Using .NET 4.0 Parallel Framework with Win HPC R2 Beta Cluster - Unusually slow performance RRS feed

  • Question

  • Hi,

    We have been working on a problem statement where we would execute nearly a million database transactions (simple update of a couple of columns in 2 tables in database). Here are the different options we've tried:

    1. Executing the transactions sequentially on a single node. (No involvement of any HPC jobs)

    2. Executing the transactions using the .NET 4.0 Parallel Framework on a single node. (No involvement of any HPC jobs)

    The speedup observed in this case is nearly 600% which is fantastic.

    To run the same program on a HPC Cluster here is what we do:

    1. Create a job and distribute the load on to 2 compute nodes (scheduling per node). Each of this node is a dual-core with 4 GB of RAM.

    2. We then run the program which internally uses .NET 4 Parallel Framework to exploit the cores on the machine.

    Surprisingly, the performance of the application is not even a 1/2 of what one would ideally expect. Given that the job now runs on 2 machines, the expectation would be that the application performs atleast 2 times faster than on a single node targeting 2 cores.

    A few more details about the program:

    The application uses .NET 4 Entity Framework for Data Access. It has been thoroughly reviewed and verified to make sure that there aren't any race conditions and each thread will work on its own EF context. It has also been take care that objects are disposed as and when the operation is complete.

    Any ideas about what the problem could be and its solution?

    Raghu Kishore Vempati
    Tuesday, July 20, 2010 4:56 AM

All replies

  • > Is the database on a separate networked server (i.e., on none of the nodes involved in the computation)? If the database is resident on the node in your first non HPC test then network latency may affect performance of the HPC tests if the nodes are accessing the database in a different fashion than on the single node test.

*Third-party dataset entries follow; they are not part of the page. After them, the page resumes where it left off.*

impl Collector {
    /// Create a collector with the given configuration
    ///
    /// Fails if the configuration does not validate.
    pub fn new(config: GcConfig) -> Result<Self> {
        Self::with_sink(config, Box::new(LogSink))
    }

    /// Create a collector with a custom trace sink
    pub fn with_sink(config: GcConfig, sink: Box<dyn TraceSink>) -> Result<Self> {
        config
            .validate()
            .map_err(|e| RgcError::Configuration(e.to_string()))?;

        let threshold = config.collect_threshold;
        Ok(Collector {
            config,
            types: TypeRegistry::new(),
            heap: RawHeap::new(),
            live_head: 0,
            live_count: 0,
            live_bytes: 0,
            threshold,
            state: GcState::Idle,
            finalizable: IndexSet::new(),
            sink,
            cycles: 0,
            objects_freed: 0,
            bytes_freed: 0,
            finalizers_run: 0,
        })
    }

    /// The type registry backing this heap
    pub fn types(&self) -> &TypeRegistry {
        &self.types
    }

    /// Mutable access for type registration
    pub fn types_mut(&mut self) -> &mut TypeRegistry {
        &mut self.types
    }

    // === Allocation ===

    /// Allocate a plain object of class `ty`
    ///
    /// The payload is zeroed: every field starts as null or zero.
    /// `roots` is consulted if the allocation triggers a collection.
    pub fn allocate_object(&mut self, ty: TypeHandle, roots: &dyn RootProvider) -> Result<usize> {
        if self.types.kind(ty) != TypeKind::Object {
            return Err(RgcError::InvalidArgument(format!(
                "allocate_object with non-class type {}",
                self.types.name(ty)
            )));
        }
        let size = Self::checked_size(plain_object_size(self.types.get(ty).size))?;
        Ok(self.allocate_raw(ty, size, roots))
    }

    /// Allocate a string of `len` zeroed content bytes
    pub fn allocate_string(&mut self, len: usize, roots: &dyn RootProvider) -> Result<usize> {
        let size = Self::checked_size(string_size(len))?;
        let addr = self.allocate_raw(TypeHandle::STRING, size, roots);
        // SAFETY: addr is a fresh block of at least header + len slot.
        unsafe { write_value(addr + HEADER_SIZE, len) };
        Ok(addr)
    }

    /// Allocate a string holding a copy of `content`
    pub fn allocate_string_from(
        &mut self,
        content: &str,
        roots: &dyn RootProvider,
    ) -> Result<usize> {
        let addr = self.allocate_string(content.len(), roots)?;
        // SAFETY: the string block has room for len content bytes.
        unsafe {
            copy_memory(
                content.as_ptr() as usize,
                addr + HEADER_SIZE + SLOT_SIZE,
                content.len(),
            );
        }
        Ok(addr)
    }

    /// Allocate a rank-1 array of `len` elements
    ///
    /// Elements are zeroed; for reference elements that means null.
    pub fn allocate_array(
        &mut self,
        array_ty: TypeHandle,
        len: usize,
        roots: &dyn RootProvider,
    ) -> Result<usize> {
        let element = self.require_array(array_ty)?;
        let size = Self::checked_size(array_size(self.types.value_size(element), len))?;
        let addr = self.allocate_raw(array_ty, size, roots);
        // SAFETY: fresh block with room for the len and rank slots.
        unsafe {
            write_value(addr + HEADER_SIZE, len);
            write_value(addr + HEADER_SIZE + SLOT_SIZE, 1usize);
        }
        Ok(addr)
    }

    /// Allocate a multi-dimensional array with the given dimensions
    ///
    /// Total element count is the product of `dims`. A single
    /// dimension degenerates to a plain array.
    pub fn allocate_md_array(
        &mut self,
        array_ty: TypeHandle,
        dims: &[usize],
        roots: &dyn RootProvider,
    ) -> Result<usize> {
        let rank = dims.len();
        if rank == 0 {
            return Err(RgcError::InvalidArgument(
                "array must have at least one dimension".to_string(),
            ));
        }
        if rank == 1 {
            return self.allocate_array(array_ty, dims[0], roots);
        }

        let element = self.require_array(array_ty)?;
        let total = dims
            .iter()
            .try_fold(1usize, |acc, &dim| acc.checked_mul(dim))
            .ok_or_else(|| {
                RgcError::InvalidArgument("array element count overflows usize".to_string())
            })?;
        let size = Self::checked_size(md_array_size(self.types.value_size(element), rank, total))?;
        let addr = self.allocate_raw(array_ty, size, roots);
        // SAFETY: fresh block with room for len, rank, and dims table.
        unsafe {
            write_value(addr + HEADER_SIZE, total);
            write_value(addr + HEADER_SIZE + SLOT_SIZE, rank);
            for (i, &dim) in dims.iter().enumerate() {
                write_value(addr + HEADER_SIZE + 2 * SLOT_SIZE + i * SLOT_SIZE, dim);
            }
        }
        Ok(addr)
    }

    /// Allocate a shallow copy of the object at `addr`
    ///
    /// The source must be live and must be reachable from `roots`:
    /// the allocation may trigger a collection, and an unrooted
    /// source would be swept out from under the copy.
    pub fn clone_object(&mut self, addr: usize, roots: &dyn RootProvider) -> Result<usize> {
        if addr == 0 || !self.heap.contains(addr) {
            return Err(RgcError::InvalidPointer { address: addr });
        }
        // SAFETY: addr is a live object per the block table check.
        let (ty, size) = unsafe { (header(addr).ty, full_object_size(&self.types, addr)) };

        let copy = self.allocate_raw(ty, size, roots);
        // SAFETY: both blocks are `size` bytes; headers are distinct.
        unsafe {
            copy_memory(
                addr + HEADER_SIZE,
                copy + HEADER_SIZE,
                size - HEADER_SIZE,
            );
        }
        Ok(copy)
    }

    /// Surface an overflowed size computation as an allocation error
    ///
    /// Lengths arrive from interpreted program data; a length too
    /// large to lay out must fail cleanly instead of wrapping into an
    /// under-sized block.
    fn checked_size(size: Option<usize>) -> Result<usize> {
        size.ok_or_else(|| {
            RgcError::InvalidArgument("object size overflows the address space".to_string())
        })
    }

    fn require_array(&self, ty: TypeHandle) -> Result<TypeHandle> {
        if self.types.kind(ty) != TypeKind::Array {
            return Err(RgcError::InvalidArgument(format!(
                "expected an array type, got {}",
                self.types.name(ty)
            )));
        }
        self.types.element_of(ty).ok_or_else(|| {
            RgcError::Internal(format!(
                "array type {} has no element type",
                self.types.name(ty)
            ))
        })
    }

    /// Allocate a heap block, install its header, and thread it onto
    /// the live list
    fn allocate_raw(&mut self, ty: TypeHandle, size: usize, roots: &dyn RootProvider) -> usize {
        self.maybe_collect(size, roots);

        let addr = self.heap.allocate(size);
        // SAFETY: fresh block, at least HEADER_SIZE bytes.
        unsafe { write_value(addr, ObjectHeader::new(ty, self.live_head)) };
        self.live_head = addr;
        self.live_count += 1;
        self.live_bytes += size;

        // The universal base never enters the finalization set even
        // if the host hangs a finalizer on it.
        if ty != TypeHandle::OBJECT && self.types.has_finalizer(ty) {
            self.finalizable.insert(addr);
        }
        addr
    }

    fn maybe_collect(&mut self, pending: usize, roots: &dyn RootProvider) {
        if self.state == GcState::Idle && self.live_bytes + pending > self.threshold {
            let reason = GcReason::Threshold {
                used: self.live_bytes,
                threshold: self.threshold,
            };
            self.run_cycle(roots, reason);
        }
    }

    // === Collection ===

    /// Run a collection cycle now
    ///
    /// Everything not reachable from `roots` is swept. Re-entrant
    /// calls while a cycle is in progress are absorbed.
    pub fn collect(&mut self, roots: &dyn RootProvider) {
        self.run_cycle(roots, GcReason::Explicit);
    }

    fn run_cycle(&mut self, roots: &dyn RootProvider, reason: GcReason) {
        if self.state != GcState::Idle {
            return;
        }

        self.cycles += 1;
        let cycle = self.cycles;
        self.sink.event(&GcEvent::CycleStart { cycle, reason });

        self.state = GcState::Rooting;
        let mut marker = Marker::new(&self.types, self.live_head);
        let root_count = marker.collect_roots(roots);
        self.sink.event(&GcEvent::RootsDone {
            cycle,
            roots: root_count,
        });

        self.state = GcState::Tracing;
        let marked = marker.trace();
        drop(marker);
        self.sink.event(&GcEvent::TraceDone { cycle, marked });

        self.state = GcState::Sweeping;
        let (freed_objects, freed_bytes) = self.sweep();

        self.threshold = ((self.live_bytes as f64 * self.config.growth_factor) as usize)
            .max(self.config.collect_threshold);
        self.state = GcState::Idle;

        self.sink.event(&GcEvent::CycleEnd {
            cycle,
            freed_objects,
            freed_bytes,
            live_objects: self.live_count,
            live_bytes: self.live_bytes,
            next_threshold: self.threshold,
        });

        if self.config.verbose {
            log::info!(
                "gc cycle {cycle}: freed {freed_objects} objects ({freed_bytes} bytes), \
                 {} live objects remain",
                self.live_count
            );
        }
        if self.live_bytes > self.config.heap_budget {
            log::warn!(
                "live heap {} bytes exceeds budget {} bytes",
                self.live_bytes,
                self.config.heap_budget
            );
        }
    }

    /// Sweep the live list
    ///
    /// Phase 1 relinks the list to survivors only and clears their
    /// marks. Phase 2 finalizes and frees the doomed objects. The
    /// split keeps the list consistent before any host code
    /// (finalizers) observes the heap.
    fn sweep(&mut self) -> (usize, usize) {
        let mut doomed: Vec<(usize, usize, TypeHandle)> = Vec::new();

        let mut current = self.live_head;
        self.live_head = 0;
        let mut tail = 0usize;
        while current != 0 {
            // SAFETY: the live list holds only live objects; next is
            // read before any relinking touches this header.
            let (next, marked) = unsafe {
                let h = header(current);
                (h.next, h.is_marked())
            };
            if marked {
                // SAFETY: survivor header, exclusively ours.
                unsafe {
                    let hdr = header_mut(current);
                    hdr.clear_mark();
                    hdr.next = 0;
                    if tail == 0 {
                        self.live_head = current;
                    } else {
                        header_mut(tail).next = current;
                    }
                }
                tail = current;
            } else {
                // SAFETY: doomed objects are intact until phase 2.
                let (size, ty) = unsafe {
                    (full_object_size(&self.types, current), header(current).ty)
                };
                doomed.push((current, size, ty));
            }
            current = next;
        }

        let mut freed_bytes = 0usize;
        for &(addr, size, ty) in &doomed {
            if self.finalizable.swap_remove(&addr) {
                if let Some(finalizer) = self.types.finalizer(ty) {
                    finalizer(addr);
                    self.finalizers_run += 1;
                    self.sink.event(&GcEvent::FinalizerRun { address: addr });
                }
            }
            if self.config.poison_freed {
                self.heap.poison(addr);
            }
            self.heap.free(addr);
            self.live_count -= 1;
            self.live_bytes -= size;
            freed_bytes += size;
        }

        self.objects_freed += doomed.len();
        self.bytes_freed += freed_bytes;
        (doomed.len(), freed_bytes)
    }

    // === Finalization control ===

    /// Remove `addr` from the finalization set
    ///
    /// The object's finalizer will not run when it is swept. Removing
    /// an object that was never registered, or was already
    /// suppressed, is a no-op.
    pub fn suppress_finalize(&mut self, addr: usize) {
        self.finalizable.swap_remove(&addr);
    }

    /// Put a previously suppressed object back in the finalization set
    ///
    /// No-op if the object's type has no finalizer.
    pub fn reregister_finalize(&mut self, addr: usize) {
        assert!(
            self.heap.contains(addr),
            "reregister_finalize of non-object address {addr:#x}"
        );
        // SAFETY: addr is a live object per the block table check.
        let ty = unsafe { header(addr).ty };
        if ty != TypeHandle::OBJECT && self.types.has_finalizer(ty) {
            self.finalizable.insert(addr);
        }
    }

    // === Shutdown ===

    /// Tear the runtime down
    ///
    /// Runs one final cycle with no roots, which finalizes and frees
    /// every remaining object, then asserts the heap really emptied.
    /// A failed assertion here means the runtime leaked an object
    /// from its own live list, which is a bug.
    pub fn shutdown(mut self) {
        let finalized_before = self.finalizers_run;
        let freed_before = self.objects_freed;
        self.run_cycle(&NoRoots, GcReason::Shutdown);

        self.sink.event(&GcEvent::Shutdown {
            finalized: self.finalizers_run - finalized_before,
            freed_objects: self.objects_freed - freed_before,
        });

        assert_eq!(
            self.live_count, 0,
            "objects still live after final sweep"
        );
        assert_eq!(self.heap.block_count(), 0, "heap blocks leaked at shutdown");
        assert!(
            self.finalizable.is_empty(),
            "finalization set not empty at shutdown"
        );
    }

    // === Accessors ===

    pub fn live_objects(&self) -> usize {
        self.live_count
    }

    pub fn live_bytes(&self) -> usize {
        self.live_bytes
    }

    pub fn threshold(&self) -> usize {
        self.threshold
    }

    pub fn state(&self) -> GcState {
        self.state
    }

    pub fn cycle_count(&self) -> u64 {
        self.cycles
    }

    /// Snapshot the collector's counters
    pub fn stats(&self) -> GcStats {
        GcStats {
            cycles: self.cycles,
            objects_freed: self.objects_freed,
            bytes_freed: self.bytes_freed,
            finalizers_run: self.finalizers_run,
            live_objects: self.live_count,
            live_bytes: self.live_bytes,
            threshold: self.threshold,
        }
    }
}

    > Have you tried a situation where you're not using the parallel extensions in the code that's running within HPC? It would be nice to know how that code performs; HPC is able to exploit multiple cores as well so the code using parallel extensions for this purpose isn't strictly necessary. 

    > How are you timing the performance of the HPC code? Ensure that you're timing the actual performance of the database access code.

    One note: I believe that there is a limit to how much you can improve the performance of i/o bound tasks using distributed computing alone; you also need to remove i/o bottlenecks.



    Sunday, August 15, 2010 7:36 AM
  • The database is on the same Enterprise network but yes "on none of the nodes involved in computation". The database access is the same in both a non-HPC and a HPC test.

    We did try using the other situation where there is no use of .NET 4 parallel extensions. There is an improvement, but that is hardly any (may be around 50% more) than a non-HPC execution.

    The timing is uniform across the HPC code.

    The only thing that beats me is how the .NET 4 Parallel Extensions on a dual-core machine out perform a cluster (2 compute nodes - 4 cores) even when we don't combine these two.

    Are there any limitations on whether the .NET 4 Parallel Extensions can co-exist with the HPC Server cluster computing API?

    Comments welcome.

    Raghu Kishore Vempati
    Monday, September 27, 2010 1:13 PM
  • I have similar experience running against cluster with about 30 nodes, each with 4 or more nodes.  I'm running Excel 2010 VBA app in cluster.  It always hangs at some point in the job...usually near the end (I'm getting callbacks to client, so I know its at least running on some nodes).  Most often I have to cancel the job.  My HPC database is on SQL Server running on the head node.
    Tuesday, October 5, 2010 12:59 PM
  • This is some thing that I have been facing aswell. Have you tried selecting the compute nodes only(no head node) to run the job. I think you might get some error. In case of mine which is same as yours except the database part, the threads created by .NET Parallel extention was running only on the head node, though I had the whole cluster assigned. The time for completing the  task was same for the cluster and the node alone. So I ran the job on the cluster except the head node. I got an error with some exit code -216... .

    I wonder if the threads created by the parallel extention fun on other nodes.



    Saturday, October 30, 2010 4:30 PM